_Supplied records_
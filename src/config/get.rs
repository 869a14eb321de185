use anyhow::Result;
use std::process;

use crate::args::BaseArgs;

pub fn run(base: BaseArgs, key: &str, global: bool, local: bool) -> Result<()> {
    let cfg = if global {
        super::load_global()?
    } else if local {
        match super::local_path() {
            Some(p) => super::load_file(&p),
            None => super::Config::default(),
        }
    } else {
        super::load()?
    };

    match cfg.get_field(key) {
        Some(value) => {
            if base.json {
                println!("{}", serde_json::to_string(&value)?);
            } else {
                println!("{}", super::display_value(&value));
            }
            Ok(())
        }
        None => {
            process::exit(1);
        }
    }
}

==

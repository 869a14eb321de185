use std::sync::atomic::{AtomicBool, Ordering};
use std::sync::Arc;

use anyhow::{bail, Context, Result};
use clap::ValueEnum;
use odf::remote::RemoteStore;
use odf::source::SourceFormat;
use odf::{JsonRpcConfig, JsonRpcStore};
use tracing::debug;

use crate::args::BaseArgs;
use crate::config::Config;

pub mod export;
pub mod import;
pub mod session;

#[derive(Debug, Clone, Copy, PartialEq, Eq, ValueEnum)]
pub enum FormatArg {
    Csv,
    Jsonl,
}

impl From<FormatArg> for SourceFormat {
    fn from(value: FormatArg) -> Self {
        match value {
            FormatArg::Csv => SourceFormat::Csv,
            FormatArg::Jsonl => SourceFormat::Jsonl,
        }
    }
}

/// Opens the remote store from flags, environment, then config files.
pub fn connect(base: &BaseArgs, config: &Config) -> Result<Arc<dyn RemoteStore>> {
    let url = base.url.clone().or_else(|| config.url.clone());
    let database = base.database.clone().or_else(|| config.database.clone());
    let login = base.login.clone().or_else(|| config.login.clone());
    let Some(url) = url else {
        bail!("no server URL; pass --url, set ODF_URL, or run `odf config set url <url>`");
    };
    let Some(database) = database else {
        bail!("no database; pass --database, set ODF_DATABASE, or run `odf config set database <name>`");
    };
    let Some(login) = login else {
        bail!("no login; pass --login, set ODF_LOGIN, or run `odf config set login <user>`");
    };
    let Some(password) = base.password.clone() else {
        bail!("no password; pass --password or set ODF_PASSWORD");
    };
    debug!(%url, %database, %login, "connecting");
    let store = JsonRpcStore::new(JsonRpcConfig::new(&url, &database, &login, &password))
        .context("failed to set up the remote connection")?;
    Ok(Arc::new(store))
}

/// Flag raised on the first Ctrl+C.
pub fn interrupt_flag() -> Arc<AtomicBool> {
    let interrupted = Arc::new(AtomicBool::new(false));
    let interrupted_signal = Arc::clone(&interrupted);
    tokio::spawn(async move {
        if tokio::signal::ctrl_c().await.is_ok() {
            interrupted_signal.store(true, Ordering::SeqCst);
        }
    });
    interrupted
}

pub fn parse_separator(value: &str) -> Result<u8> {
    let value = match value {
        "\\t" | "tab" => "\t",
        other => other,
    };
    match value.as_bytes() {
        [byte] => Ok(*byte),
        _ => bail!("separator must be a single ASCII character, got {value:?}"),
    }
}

_Assignment_
Could you repeat exactly the lines in the listing above from the one with "use std::sync::Arc;" down to the one with "let value = match"? Include both of those lines.

_Answer area_
use std::sync::Arc;

use anyhow::{bail, Context, Result};
use clap::ValueEnum;
use odf::remote::RemoteStore;
use odf::source::SourceFormat;
use odf::{JsonRpcConfig, JsonRpcStore};
use tracing::debug;

use crate::args::BaseArgs;
use crate::config::Config;

pub mod export;
pub mod import;
pub mod session;

#[derive(Debug, Clone, Copy, PartialEq, Eq, ValueEnum)]
pub enum FormatArg {
    Csv,
    Jsonl,
}

impl From<FormatArg> for SourceFormat {
    fn from(value: FormatArg) -> Self {
        match value {
            FormatArg::Csv => SourceFormat::Csv,
            FormatArg::Jsonl => SourceFormat::Jsonl,
        }
    }
}

/// Opens the remote store from flags, environment, then config files.
pub fn connect(base: &BaseArgs, config: &Config) -> Result<Arc<dyn RemoteStore>> {
    let url = base.url.clone().or_else(|| config.url.clone());
    let database = base.database.clone().or_else(|| config.database.clone());
    let login = base.login.clone().or_else(|| config.login.clone());
    let Some(url) = url else {
        bail!("no server URL; pass --url, set ODF_URL, or run `odf config set url <url>`");
    };
    let Some(database) = database else {
        bail!("no database; pass --database, set ODF_DATABASE, or run `odf config set database <name>`");
    };
    let Some(login) = login else {
        bail!("no login; pass --login, set ODF_LOGIN, or run `odf config set login <user>`");
    };
    let Some(password) = base.password.clone() else {
        bail!("no password; pass --password or set ODF_PASSWORD");
    };
    debug!(%url, %database, %login, "connecting");
    let store = JsonRpcStore::new(JsonRpcConfig::new(&url, &database, &login, &password))
        .context("failed to set up the remote connection")?;
    Ok(Arc::new(store))
}

/// Flag raised on the first Ctrl+C.
pub fn interrupt_flag() -> Arc<AtomicBool> {
    let interrupted = Arc::new(AtomicBool::new(false));
    let interrupted_signal = Arc::clone(&interrupted);
    tokio::spawn(async move {
        if tokio::signal::ctrl_c().await.is_ok() {
            interrupted_signal.store(true, Ordering::SeqCst);
        }
    });
    interrupted
}

pub fn parse_separator(value: &str) -> Result<u8> {
    let value = match value {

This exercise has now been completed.